In order to review the calculations that are used to generate the Analysis of Variance, we will use the statapult example. By adjusting various settings on the statapult, you are able to throw the ball various distances. There are several factors that could be adjusted on the statapult that might affect the distance the ball is thrown. For our example, we will look at the following factors and factor levels.
A Taguchi L8 design was run. The response we wished to measure was distance We ran three replicates of each design matrix setup. The Data Entry sheet from DOE Wisdom software is shown here. Now let s talk about the calculations for the Analysis of Variance or ANOVA. The worksheet for our statapult design is shown here.
If we enter our data into a DOE software package and then ask it to model the data, the result is the multiple regression output shown here. From this ANOVA, we can build a model of our experiment. There is obviously a lot of information in our ANOVA. Not only can we build a model, we can also determine how well the prediction equation models our response (distance) in the range of interest. This goodness of fit will be evaluated as a whole and in parts.

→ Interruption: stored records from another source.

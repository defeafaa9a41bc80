//! weft-aop 演示程序
//!
//! 构建一个订单服务切面类（业务方法与通知方法同在一个原型上），
//! 用声明式配置引导织入器，演示五种通知类型与拆除流程。

use std::sync::{Arc, Mutex};
use std::time::Instant;

use tracing_subscriber::{fmt, EnvFilter};
use weft_aop::prelude::*;
use weft_aop::{AdviceKind, AopValue, ClassDescriptor, MethodDescriptor};

// ==================== 目标模块定义 ====================

type Log = Mutex<Vec<String>>;

fn push(target: &Target, entry: impl Into<String>) {
    if let Some(log) = target.state::<Log>() {
        log.lock().unwrap().push(entry.into());
    }
}

/// 订单服务：place / total 是业务方法，log* / time* 是通知方法
fn order_service_class() -> Arc<ClassDescriptor> {
    ClassDescriptor::builder("OrderService")
        .parent("Service")
        .meta_text("id", "orderService")
        .method(
            MethodDescriptor::from_fn("place", |t, args| {
                let item = args
                    .first()
                    .and_then(|v| v.downcast_ref::<String>())
                    .cloned()
                    .unwrap_or_default();
                push(t, format!("placed:{}", item));
                println!("   🛒 placing order for '{}'", item);
                Ok(AopValue::new(format!("order-{}", item)))
            })
            .with_param_names(["item"])
            .with_param_types(["String"]),
        )
        .method(
            MethodDescriptor::from_fn("total", |_t, args| {
                let a = args[0].downcast_ref::<i32>().copied().unwrap_or(0);
                let b = args[1].downcast_ref::<i32>().copied().unwrap_or(0);
                Ok(AopValue::new(a + b))
            })
            .with_param_names(["a", "b"])
            .with_param_types(["i32", "i32"]),
        )
        .method(MethodDescriptor::from_fn("reject", |_t, _a| {
            Err(AopError::Advice("out of stock".to_string()))
        }))
        .method(
            MethodDescriptor::from_fn("logEntry", |_t, args| {
                let jp = args[0].downcast_ref::<JoinPoint>().unwrap();
                tracing::info!("→ Entering: {}", jp);
                Ok(AopValue::unit())
            })
            .with_meta_text("argNames", "joinPoint"),
        )
        .method(
            MethodDescriptor::from_fn("logResult", |_t, args| {
                let result = args[1].downcast_ref::<i32>().copied().unwrap_or(0);
                tracing::info!("← Returned: {}", result);
                Ok(AopValue::unit())
            })
            .with_meta_text("argNames", "joinPoint,result"),
        )
        .method(
            MethodDescriptor::from_fn("logFailure", |_t, args| {
                let info = args[1].downcast_ref::<ErrorInfo>().unwrap();
                tracing::error!("❌ Exception: {}", info.message);
                Ok(AopValue::unit())
            })
            .with_meta_text("argNames", "joinPoint,error"),
        )
        .method(
            MethodDescriptor::from_fn("timed", |_t, args| {
                let proceed = args.last().and_then(|v| v.downcast_ref::<Proceed>()).unwrap();
                let start = Instant::now();
                let out = proceed.call()?;
                tracing::info!("⏱ took {:?}", start.elapsed());
                Ok(out)
            })
            .with_meta_text("argNames", "joinPoint"),
        )
        .build()
}

// ==================== 配置定义 ====================

fn demo_config() -> AopConfig {
    let advice = |kind: AdviceKind, method: &str, pointcut: &str| AdviceConfig {
        kind,
        method: method.to_string(),
        pointcut: Some(pointcut.to_string()),
        pointcut_ref: None,
        returning: None,
        throwing: None,
        arg_names: None,
    };

    AopConfig {
        pointcuts: vec![PointcutConfig {
            id: "orderCalls".to_string(),
            expression: "execution(* OrderService.place(..))".to_string(),
        }],
        aspects: vec![AspectConfig {
            id: "orderAspect".to_string(),
            module_ref: "demo.orderService".to_string(),
            order: 0,
            pointcuts: Vec::new(),
            advices: vec![
                AdviceConfig {
                    kind: AdviceKind::Before,
                    method: "logEntry".to_string(),
                    pointcut: None,
                    pointcut_ref: Some("orderCalls".to_string()),
                    returning: None,
                    throwing: None,
                    arg_names: None,
                },
                advice(
                    AdviceKind::AfterReturning,
                    "logResult",
                    "execution(* OrderService.total(..))",
                ),
                advice(
                    AdviceKind::AfterThrowing,
                    "logFailure",
                    "execution(* OrderService.reject(..))",
                ),
                advice(
                    AdviceKind::Around,
                    "timed",
                    "execution(* OrderService.total(..))",
                ),
            ],
        }],
        advisors: Vec::new(),
        proxy_target_class: false,
        use_aspect_j: false,
        frozen: false,
        expose_proxy: false,
    }
}

// ==================== 入口 ====================

#[tokio::main]
async fn main() -> anyhow::Result<()> {
    fmt()
        .with_env_filter(
            EnvFilter::try_from_default_env().unwrap_or_else(|_| EnvFilter::new("info")),
        )
        .compact()
        .init();

    println!("🔷 weft-aop demo starting\n");

    // 注册目标模块并引导织入器
    let weaver = Weaver::new();
    weaver.modules().register_fn("demo.orderService", || async {
        Ok(Arc::new(Target::new(
            order_service_class(),
            Log::new(Vec::new()),
        )))
    });
    weaver.boot(demo_config()).await?;

    let proxy = weaver
        .proxy_of("orderAspect")
        .expect("aspect was just woven");

    // 前置通知
    println!("— before advice —");
    let order = proxy.invoke("place", &[AopValue::new("tea".to_string())])?;
    println!("   order id: {}\n", order.downcast_ref::<String>().unwrap());

    // 返回后通知 + 环绕通知
    println!("— afterReturning + around advice —");
    let total = proxy.invoke("total", &[AopValue::new(19_i32), AopValue::new(23_i32)])?;
    println!("   total: {}\n", total.downcast_ref::<i32>().unwrap());

    // 异常通知：观察后继续传播
    println!("— afterThrowing advice —");
    match proxy.invoke("reject", &[]) {
        Err(e) => println!("   caller still sees the error: {}\n", e),
        Ok(_) => unreachable!("reject always fails"),
    }

    // 拆除：代理撤销
    weaver.dispose().await?;
    match proxy.invoke("place", &[AopValue::new("x".to_string())]) {
        Err(e) => println!("— after dispose —\n   {}", e),
        Ok(_) => unreachable!("proxy was revoked"),
    }

    println!("\n🔷 weft-aop demo complete");
    Ok(())
}
//! 通知装饰器与拦截流水线
//!
//! 五种通知类型各有一个安装操作，作用在目标类的指定方法上：
//! 安装时校验方法与切点，把原型上的方法体作为通知函数追加进
//! 该类对应类型的注册表桶（插入顺序就是触发顺序）。
//!
//! 被拦截调用的协议由 `run_pipeline` 统一实现，代理分发与
//! `intercepted!` 宏都走这一条路径：
//! 1. 构造 JoinPoint(this, methodName, 实参)
//! 2. 读接收者类上各通知类型的注册表桶，按安装时解析好的
//!    切点对 (方法, 所属类型, 实参) 求值筛选
//! 3. 解析参数名并构造绑定参数数组：`joinPoint` 绑定连接点，
//!    返回值名（默认 `result`）绑定返回值（仅 afterReturning /
//!    around），异常名（默认 `error`）绑定异常快照（仅
//!    afterThrowing），其余参数名按位置取实参
//! 4. 以接收者为 this 调用通知函数，按类型时序与原始调用交错

use std::fmt;
use std::sync::Arc;

use serde::{Deserialize, Serialize};

use crate::error::{AopError, AopResult};
use crate::error_info::ErrorInfo;
use crate::joinpoint::{JoinPoint, Proceed};
use crate::param_names::get_parameter_names;
use crate::pointcut::{MatchContext, PointcutExpression, PointcutRegistry};
use crate::reflect::{AopValue, ClassDescriptor, Target};
use crate::registry::{AdviceRecord, AdviceRegistry};

/// 通知类型
#[derive(Debug, Clone, Copy, PartialEq, Eq, Hash, Serialize, Deserialize)]
#[serde(rename_all = "camelCase")]
pub enum AdviceKind {
    /// 前置通知
    Before,
    /// 后置通知（正常与异常路径都执行，且各恰好一次）
    After,
    /// 返回后通知（仅正常返回）
    AfterReturning,
    /// 异常通知（仅异常终止，异常观察后继续传播）
    AfterThrowing,
    /// 环绕通知（取代原始调用，经 proceed 续体可放行）
    Around,
}

impl AdviceKind {
    /// 元数据/配置里使用的键名
    pub fn key(&self) -> &'static str {
        match self {
            AdviceKind::Before => "before",
            AdviceKind::After => "after",
            AdviceKind::AfterReturning => "afterReturning",
            AdviceKind::AfterThrowing => "afterThrowing",
            AdviceKind::Around => "around",
        }
    }

    pub fn all() -> [AdviceKind; 5] {
        [
            AdviceKind::Before,
            AdviceKind::After,
            AdviceKind::AfterReturning,
            AdviceKind::AfterThrowing,
            AdviceKind::Around,
        ]
    }
}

To understand the greater part of a regression table, it is important for us to group data in certain ways. We will use two of these groupings to estimate population variances. Population denotes all possible responses at the experimental levels. The data we collect in experiments is just a sample of that population. If we repeated the same experiment we would probably collect a different sample from that same population. We are examining variance because there are some statistical tolls at our disposal that lend themselves directly to comparisons of variances in samples from the same population. This will lead to judgments of significance. For simplicity, let s suppose we have only one factor at 2 levels and eight runs that graphically look like this. Our prediction equation y provides a best fit for the data.
Overlaying the mean of the data points y, we can begin to look at the variance in the data and, using that variance, estimate the variance of all the possible population responses in this factor range. In this figure, we estimate population variance from the variance of the entire data group about y.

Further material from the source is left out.